> EXTRACTED ENTRIES
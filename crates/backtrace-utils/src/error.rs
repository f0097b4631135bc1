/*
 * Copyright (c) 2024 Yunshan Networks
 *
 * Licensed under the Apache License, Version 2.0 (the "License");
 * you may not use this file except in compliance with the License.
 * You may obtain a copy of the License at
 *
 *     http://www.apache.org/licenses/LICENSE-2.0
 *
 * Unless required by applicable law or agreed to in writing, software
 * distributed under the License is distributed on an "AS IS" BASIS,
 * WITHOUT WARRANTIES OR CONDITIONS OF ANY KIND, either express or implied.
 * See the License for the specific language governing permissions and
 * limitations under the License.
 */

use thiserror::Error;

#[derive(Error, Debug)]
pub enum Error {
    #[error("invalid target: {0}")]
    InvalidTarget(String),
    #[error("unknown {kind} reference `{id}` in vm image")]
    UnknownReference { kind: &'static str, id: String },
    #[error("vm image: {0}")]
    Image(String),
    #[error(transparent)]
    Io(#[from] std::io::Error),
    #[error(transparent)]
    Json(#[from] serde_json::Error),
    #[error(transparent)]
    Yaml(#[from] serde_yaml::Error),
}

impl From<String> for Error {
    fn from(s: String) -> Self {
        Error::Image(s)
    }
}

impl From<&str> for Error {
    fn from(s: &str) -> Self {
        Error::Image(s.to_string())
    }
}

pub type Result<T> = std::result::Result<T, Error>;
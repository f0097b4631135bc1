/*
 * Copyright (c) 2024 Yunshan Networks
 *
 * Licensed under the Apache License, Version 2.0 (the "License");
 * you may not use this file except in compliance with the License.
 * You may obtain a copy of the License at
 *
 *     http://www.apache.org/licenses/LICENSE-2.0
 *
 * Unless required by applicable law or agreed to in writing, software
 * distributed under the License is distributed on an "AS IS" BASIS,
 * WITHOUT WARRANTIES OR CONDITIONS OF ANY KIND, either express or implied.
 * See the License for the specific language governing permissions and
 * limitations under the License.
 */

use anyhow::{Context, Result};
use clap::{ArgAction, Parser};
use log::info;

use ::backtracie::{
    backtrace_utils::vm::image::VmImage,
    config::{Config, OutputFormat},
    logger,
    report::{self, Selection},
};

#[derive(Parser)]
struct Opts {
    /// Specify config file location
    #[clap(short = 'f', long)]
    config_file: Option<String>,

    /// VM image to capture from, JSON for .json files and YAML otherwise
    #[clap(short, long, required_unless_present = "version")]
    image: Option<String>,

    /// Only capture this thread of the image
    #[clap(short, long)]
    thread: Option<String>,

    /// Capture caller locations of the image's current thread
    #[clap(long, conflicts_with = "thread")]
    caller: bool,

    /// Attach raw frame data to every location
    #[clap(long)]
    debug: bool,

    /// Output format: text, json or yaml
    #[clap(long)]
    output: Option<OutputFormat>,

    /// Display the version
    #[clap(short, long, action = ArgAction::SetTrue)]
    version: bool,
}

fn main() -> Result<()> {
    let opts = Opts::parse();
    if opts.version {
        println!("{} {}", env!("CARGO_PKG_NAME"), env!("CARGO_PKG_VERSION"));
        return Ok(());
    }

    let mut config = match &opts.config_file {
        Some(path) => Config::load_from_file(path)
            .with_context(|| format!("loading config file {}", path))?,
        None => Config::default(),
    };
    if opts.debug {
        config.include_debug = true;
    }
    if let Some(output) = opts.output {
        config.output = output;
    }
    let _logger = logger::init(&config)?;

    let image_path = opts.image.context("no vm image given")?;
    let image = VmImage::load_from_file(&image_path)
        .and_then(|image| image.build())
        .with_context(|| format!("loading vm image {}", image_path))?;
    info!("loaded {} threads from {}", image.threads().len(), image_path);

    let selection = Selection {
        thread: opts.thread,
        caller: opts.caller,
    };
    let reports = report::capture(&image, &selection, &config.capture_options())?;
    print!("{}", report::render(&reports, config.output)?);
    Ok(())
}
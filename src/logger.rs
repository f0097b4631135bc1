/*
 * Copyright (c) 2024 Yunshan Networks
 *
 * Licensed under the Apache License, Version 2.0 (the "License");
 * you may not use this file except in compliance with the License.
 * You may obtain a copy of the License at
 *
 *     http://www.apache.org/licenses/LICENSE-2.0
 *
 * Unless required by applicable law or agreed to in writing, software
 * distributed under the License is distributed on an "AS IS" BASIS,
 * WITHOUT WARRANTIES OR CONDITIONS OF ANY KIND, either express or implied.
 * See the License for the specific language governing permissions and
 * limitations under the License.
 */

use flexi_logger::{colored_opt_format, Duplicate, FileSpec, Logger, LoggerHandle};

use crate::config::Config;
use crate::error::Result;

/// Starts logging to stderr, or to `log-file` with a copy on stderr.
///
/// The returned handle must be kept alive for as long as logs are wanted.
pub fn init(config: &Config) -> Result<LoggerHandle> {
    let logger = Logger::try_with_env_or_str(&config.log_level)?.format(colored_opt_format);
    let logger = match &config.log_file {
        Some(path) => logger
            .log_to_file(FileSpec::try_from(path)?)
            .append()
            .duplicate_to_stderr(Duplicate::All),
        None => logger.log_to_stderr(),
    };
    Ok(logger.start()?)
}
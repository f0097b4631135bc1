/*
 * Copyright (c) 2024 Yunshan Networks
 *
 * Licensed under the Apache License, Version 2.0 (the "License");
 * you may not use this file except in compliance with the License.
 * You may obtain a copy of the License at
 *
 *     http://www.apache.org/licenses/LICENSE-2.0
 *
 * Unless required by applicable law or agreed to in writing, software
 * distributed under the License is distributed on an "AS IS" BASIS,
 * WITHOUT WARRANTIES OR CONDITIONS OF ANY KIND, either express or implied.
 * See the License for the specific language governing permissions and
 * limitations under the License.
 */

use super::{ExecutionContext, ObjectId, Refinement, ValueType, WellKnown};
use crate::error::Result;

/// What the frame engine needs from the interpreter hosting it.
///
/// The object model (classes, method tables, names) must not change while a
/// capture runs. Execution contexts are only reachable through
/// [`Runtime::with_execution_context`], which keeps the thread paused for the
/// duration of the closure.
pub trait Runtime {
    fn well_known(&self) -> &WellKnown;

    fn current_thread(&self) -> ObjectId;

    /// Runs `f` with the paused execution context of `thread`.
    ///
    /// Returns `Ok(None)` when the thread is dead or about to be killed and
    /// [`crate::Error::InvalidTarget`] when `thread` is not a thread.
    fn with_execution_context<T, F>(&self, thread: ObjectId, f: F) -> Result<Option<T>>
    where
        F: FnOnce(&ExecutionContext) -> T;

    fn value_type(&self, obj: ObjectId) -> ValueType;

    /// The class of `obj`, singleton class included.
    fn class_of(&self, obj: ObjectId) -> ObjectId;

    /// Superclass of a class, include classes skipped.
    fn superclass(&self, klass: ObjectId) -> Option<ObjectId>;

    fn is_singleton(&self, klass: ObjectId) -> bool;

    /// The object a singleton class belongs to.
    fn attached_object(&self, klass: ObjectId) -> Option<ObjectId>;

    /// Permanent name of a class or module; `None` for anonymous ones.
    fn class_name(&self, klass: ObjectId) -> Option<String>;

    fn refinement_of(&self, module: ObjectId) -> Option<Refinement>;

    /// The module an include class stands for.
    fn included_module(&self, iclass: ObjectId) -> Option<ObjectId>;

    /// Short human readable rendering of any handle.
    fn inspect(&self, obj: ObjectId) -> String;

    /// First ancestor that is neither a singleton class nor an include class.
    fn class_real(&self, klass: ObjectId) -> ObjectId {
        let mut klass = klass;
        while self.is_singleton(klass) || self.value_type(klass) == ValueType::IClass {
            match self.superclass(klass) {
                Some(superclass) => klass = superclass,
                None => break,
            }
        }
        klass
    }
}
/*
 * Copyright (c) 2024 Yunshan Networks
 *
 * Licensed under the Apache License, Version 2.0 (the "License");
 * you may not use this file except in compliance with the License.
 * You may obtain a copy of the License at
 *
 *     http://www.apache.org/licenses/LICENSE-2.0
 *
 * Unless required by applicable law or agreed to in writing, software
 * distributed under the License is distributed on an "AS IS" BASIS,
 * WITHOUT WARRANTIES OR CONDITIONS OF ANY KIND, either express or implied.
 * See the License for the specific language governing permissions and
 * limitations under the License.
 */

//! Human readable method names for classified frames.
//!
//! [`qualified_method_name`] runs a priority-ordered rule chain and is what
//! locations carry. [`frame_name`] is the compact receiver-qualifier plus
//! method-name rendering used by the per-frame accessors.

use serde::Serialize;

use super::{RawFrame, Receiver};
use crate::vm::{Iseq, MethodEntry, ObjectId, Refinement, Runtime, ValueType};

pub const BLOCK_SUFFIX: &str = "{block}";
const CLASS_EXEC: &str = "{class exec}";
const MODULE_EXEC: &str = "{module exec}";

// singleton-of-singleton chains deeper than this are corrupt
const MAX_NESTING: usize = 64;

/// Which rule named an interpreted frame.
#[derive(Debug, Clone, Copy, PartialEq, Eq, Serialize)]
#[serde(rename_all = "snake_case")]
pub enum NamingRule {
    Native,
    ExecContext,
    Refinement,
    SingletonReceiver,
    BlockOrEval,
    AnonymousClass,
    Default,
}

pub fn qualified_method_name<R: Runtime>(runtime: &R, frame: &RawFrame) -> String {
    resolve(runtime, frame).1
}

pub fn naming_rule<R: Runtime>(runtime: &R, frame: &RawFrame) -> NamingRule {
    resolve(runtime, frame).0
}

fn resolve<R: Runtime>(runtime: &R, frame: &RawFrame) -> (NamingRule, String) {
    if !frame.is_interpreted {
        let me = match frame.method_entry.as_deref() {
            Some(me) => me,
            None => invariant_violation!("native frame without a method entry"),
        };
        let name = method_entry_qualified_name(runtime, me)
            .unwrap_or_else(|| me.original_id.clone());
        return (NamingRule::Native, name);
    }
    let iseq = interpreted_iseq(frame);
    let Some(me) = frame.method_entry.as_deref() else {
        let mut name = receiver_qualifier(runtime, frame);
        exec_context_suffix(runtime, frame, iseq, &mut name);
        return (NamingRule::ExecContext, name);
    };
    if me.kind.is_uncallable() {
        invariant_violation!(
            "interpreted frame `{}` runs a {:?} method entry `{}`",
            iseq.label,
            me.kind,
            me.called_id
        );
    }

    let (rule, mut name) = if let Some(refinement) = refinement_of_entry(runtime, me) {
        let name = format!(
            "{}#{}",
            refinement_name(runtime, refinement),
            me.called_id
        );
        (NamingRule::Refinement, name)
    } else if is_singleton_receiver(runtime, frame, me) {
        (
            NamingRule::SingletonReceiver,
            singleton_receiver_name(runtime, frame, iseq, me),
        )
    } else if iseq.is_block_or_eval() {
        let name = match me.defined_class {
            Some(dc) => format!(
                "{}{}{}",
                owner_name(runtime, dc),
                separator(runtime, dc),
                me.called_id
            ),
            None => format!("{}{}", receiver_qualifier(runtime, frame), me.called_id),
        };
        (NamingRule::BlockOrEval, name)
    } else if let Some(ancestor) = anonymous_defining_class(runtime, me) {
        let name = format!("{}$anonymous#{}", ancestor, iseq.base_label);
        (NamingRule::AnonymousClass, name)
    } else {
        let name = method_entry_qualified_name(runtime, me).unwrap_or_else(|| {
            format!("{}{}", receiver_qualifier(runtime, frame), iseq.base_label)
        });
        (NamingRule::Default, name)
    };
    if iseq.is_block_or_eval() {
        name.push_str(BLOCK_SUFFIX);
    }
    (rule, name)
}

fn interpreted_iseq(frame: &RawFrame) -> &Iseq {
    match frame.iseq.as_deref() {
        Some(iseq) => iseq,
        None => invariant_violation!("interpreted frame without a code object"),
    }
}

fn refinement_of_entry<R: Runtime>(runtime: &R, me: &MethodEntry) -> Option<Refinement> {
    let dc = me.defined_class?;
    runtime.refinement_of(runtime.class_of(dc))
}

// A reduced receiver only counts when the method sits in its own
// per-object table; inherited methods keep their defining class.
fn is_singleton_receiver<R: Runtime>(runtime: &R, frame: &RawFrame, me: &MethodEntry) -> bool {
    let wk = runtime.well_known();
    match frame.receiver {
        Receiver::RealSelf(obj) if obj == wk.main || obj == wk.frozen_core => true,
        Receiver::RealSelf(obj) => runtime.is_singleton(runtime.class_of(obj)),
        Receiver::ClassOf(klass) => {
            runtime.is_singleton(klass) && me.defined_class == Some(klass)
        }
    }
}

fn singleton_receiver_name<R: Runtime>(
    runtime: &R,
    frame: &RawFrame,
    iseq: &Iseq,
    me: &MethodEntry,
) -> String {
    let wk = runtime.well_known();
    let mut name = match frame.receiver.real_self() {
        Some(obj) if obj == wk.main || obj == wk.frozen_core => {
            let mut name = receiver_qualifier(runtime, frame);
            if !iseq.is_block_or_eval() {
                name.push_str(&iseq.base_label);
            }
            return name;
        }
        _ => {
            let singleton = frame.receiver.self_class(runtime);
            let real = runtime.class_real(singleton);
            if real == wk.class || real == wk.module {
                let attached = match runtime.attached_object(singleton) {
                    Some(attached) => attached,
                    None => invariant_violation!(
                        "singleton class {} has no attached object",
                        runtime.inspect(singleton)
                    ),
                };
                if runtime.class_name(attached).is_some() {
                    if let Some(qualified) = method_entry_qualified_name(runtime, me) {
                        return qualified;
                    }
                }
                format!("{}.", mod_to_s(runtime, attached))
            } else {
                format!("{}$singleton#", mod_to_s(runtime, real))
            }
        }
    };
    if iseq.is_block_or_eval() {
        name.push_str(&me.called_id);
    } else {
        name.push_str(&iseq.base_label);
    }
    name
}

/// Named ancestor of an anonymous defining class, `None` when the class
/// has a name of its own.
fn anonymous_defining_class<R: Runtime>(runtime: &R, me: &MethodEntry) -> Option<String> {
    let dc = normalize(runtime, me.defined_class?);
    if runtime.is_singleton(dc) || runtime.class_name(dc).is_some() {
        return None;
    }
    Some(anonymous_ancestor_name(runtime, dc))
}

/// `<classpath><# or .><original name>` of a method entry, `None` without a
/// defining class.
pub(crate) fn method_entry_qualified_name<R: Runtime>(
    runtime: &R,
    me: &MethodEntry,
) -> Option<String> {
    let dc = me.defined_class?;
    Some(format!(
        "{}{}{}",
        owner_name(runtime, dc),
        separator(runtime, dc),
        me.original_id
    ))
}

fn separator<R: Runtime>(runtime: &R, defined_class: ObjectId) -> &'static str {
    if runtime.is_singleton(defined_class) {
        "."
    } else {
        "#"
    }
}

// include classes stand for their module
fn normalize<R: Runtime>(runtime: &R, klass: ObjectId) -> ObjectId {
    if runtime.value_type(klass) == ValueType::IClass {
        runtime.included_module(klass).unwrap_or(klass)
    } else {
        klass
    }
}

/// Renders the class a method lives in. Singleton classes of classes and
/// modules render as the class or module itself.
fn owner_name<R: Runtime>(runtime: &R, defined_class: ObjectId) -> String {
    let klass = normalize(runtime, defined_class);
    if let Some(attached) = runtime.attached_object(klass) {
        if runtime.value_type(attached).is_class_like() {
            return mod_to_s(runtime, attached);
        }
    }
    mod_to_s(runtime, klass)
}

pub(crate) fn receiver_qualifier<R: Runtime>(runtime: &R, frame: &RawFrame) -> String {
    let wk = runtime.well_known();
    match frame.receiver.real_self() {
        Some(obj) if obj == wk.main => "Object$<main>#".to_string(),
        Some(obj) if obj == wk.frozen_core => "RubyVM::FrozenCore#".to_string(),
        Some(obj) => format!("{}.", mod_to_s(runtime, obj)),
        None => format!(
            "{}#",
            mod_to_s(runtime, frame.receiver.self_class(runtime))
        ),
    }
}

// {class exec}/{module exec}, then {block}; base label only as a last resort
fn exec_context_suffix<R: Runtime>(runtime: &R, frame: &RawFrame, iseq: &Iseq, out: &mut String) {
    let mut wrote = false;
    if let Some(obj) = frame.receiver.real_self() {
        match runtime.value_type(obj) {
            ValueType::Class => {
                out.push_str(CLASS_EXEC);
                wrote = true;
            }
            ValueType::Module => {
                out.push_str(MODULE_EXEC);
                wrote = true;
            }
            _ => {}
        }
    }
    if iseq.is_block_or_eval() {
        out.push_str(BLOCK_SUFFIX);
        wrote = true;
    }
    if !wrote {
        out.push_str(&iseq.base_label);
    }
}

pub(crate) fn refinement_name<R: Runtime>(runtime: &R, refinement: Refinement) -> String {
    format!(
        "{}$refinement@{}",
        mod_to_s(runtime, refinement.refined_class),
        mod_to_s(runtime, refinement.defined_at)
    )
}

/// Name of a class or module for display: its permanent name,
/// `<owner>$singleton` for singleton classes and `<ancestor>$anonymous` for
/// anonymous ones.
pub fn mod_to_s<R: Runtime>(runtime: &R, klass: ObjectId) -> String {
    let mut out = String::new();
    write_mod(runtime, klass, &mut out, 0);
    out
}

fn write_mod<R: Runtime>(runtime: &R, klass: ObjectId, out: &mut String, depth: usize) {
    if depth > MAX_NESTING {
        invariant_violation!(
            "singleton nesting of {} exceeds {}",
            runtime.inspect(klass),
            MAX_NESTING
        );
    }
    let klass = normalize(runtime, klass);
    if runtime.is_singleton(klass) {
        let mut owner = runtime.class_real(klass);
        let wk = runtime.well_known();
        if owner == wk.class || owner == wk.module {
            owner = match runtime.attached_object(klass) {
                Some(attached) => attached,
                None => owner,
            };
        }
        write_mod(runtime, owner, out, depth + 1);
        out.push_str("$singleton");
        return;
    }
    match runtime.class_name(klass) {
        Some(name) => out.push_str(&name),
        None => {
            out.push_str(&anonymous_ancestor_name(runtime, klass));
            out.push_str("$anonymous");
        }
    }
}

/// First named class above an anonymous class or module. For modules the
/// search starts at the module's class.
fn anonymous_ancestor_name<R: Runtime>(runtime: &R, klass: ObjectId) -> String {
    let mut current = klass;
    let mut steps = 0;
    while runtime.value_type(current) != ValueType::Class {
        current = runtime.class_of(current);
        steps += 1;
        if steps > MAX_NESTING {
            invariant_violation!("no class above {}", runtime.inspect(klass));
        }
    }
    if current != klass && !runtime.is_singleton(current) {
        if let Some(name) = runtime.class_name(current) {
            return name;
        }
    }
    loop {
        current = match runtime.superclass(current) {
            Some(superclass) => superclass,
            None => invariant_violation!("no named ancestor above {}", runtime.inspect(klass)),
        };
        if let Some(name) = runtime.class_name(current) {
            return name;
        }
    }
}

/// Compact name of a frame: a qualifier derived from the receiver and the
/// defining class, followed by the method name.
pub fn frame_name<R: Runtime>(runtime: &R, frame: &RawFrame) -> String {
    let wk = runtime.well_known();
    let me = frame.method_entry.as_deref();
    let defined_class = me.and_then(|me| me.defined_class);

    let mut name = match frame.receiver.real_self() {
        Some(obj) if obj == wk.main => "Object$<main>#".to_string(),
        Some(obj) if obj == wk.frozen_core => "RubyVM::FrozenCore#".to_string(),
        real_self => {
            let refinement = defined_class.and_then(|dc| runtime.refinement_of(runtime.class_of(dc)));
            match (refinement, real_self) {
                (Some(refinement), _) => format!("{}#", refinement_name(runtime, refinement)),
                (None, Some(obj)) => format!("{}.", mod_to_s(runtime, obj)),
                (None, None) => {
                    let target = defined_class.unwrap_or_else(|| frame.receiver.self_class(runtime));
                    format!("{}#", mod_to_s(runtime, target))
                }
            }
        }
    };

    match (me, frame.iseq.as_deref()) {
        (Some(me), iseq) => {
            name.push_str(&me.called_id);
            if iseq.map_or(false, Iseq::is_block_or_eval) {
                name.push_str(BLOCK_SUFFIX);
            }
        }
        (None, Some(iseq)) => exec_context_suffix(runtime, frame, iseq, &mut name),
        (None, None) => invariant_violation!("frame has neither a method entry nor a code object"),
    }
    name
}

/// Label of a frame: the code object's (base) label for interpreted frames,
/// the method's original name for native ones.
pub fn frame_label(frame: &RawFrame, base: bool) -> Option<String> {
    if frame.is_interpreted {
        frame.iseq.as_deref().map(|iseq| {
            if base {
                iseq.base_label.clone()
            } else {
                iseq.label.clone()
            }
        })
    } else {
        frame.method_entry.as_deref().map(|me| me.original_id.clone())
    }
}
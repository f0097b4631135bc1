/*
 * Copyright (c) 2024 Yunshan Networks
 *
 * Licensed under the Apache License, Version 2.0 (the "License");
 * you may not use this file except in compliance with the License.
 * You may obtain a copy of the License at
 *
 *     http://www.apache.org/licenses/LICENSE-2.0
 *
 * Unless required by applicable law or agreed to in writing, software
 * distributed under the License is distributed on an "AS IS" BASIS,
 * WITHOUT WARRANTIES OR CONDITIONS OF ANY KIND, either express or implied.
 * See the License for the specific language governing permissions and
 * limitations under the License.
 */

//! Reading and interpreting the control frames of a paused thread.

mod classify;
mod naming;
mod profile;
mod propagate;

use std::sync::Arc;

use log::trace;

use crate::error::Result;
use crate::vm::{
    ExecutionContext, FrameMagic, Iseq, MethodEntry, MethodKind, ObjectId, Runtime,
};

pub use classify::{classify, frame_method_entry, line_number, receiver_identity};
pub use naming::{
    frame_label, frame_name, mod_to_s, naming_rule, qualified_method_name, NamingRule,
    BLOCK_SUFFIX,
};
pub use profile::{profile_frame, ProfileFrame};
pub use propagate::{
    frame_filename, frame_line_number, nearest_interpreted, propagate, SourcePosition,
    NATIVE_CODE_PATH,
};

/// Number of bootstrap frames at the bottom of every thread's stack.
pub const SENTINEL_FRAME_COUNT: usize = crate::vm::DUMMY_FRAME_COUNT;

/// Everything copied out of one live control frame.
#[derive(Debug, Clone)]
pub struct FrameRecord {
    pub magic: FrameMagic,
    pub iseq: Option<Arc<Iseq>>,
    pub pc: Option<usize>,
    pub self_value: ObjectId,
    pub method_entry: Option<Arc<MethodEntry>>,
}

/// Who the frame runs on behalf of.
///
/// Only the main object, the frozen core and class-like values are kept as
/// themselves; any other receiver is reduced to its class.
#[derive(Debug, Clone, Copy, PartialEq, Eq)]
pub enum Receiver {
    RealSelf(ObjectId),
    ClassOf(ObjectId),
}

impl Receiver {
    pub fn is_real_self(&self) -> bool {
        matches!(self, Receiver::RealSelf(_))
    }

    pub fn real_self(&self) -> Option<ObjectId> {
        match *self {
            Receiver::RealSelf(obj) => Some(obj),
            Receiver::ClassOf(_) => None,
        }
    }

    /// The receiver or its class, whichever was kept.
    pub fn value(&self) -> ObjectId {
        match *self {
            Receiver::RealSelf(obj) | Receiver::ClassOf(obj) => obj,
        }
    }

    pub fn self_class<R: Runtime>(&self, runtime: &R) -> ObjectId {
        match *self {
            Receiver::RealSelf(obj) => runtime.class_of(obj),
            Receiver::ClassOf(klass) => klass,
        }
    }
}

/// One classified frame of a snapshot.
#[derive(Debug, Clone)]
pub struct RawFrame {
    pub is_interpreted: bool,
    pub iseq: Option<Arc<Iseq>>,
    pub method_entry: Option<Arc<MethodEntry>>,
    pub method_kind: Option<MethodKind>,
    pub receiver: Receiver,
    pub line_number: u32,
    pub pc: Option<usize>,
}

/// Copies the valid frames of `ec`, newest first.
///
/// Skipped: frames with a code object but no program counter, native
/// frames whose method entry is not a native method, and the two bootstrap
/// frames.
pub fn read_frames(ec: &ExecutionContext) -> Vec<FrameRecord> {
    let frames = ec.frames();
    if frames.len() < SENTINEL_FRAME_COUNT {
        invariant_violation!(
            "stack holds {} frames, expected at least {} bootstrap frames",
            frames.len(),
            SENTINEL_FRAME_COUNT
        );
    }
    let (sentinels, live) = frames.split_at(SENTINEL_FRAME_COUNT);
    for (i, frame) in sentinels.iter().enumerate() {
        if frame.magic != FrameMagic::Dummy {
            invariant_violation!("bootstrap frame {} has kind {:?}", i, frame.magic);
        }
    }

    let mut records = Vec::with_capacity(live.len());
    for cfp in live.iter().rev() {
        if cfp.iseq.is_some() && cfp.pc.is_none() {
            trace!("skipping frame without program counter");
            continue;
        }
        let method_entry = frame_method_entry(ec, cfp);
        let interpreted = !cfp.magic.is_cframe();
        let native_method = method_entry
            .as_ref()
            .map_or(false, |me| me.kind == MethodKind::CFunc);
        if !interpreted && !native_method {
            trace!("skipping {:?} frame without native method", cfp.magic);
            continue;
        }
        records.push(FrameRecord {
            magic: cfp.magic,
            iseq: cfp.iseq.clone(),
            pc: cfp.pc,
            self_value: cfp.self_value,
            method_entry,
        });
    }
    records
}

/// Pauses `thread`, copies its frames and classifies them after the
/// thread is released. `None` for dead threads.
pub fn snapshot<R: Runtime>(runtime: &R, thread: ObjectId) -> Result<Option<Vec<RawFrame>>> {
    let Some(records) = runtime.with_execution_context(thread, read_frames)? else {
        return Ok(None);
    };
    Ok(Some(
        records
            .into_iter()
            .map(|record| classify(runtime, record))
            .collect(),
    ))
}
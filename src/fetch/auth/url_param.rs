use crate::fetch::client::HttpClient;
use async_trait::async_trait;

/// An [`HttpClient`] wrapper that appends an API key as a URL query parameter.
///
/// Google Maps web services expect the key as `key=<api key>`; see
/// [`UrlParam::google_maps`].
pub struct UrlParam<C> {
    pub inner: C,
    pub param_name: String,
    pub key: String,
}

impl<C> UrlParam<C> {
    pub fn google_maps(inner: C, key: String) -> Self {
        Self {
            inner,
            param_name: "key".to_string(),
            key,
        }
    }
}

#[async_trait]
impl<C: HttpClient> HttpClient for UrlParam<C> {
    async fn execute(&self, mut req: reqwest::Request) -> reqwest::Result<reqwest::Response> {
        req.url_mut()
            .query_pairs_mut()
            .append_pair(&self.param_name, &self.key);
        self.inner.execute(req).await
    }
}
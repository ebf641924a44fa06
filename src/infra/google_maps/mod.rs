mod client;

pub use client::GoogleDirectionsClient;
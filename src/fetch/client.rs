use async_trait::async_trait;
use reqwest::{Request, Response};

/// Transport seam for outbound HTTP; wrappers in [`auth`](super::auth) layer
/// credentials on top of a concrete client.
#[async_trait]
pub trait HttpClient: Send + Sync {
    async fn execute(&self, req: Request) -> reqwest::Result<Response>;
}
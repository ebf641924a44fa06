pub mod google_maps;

> ACTION ITEM
Would you please copy each line of the listing that contains the word "snapshot"?

> EXPECTED ANSWER
/// One classified frame of a snapshot.
pub fn snapshot<R: Runtime>(runtime: &R, thread: ObjectId) -> Result<Option<Vec<RawFrame>>> {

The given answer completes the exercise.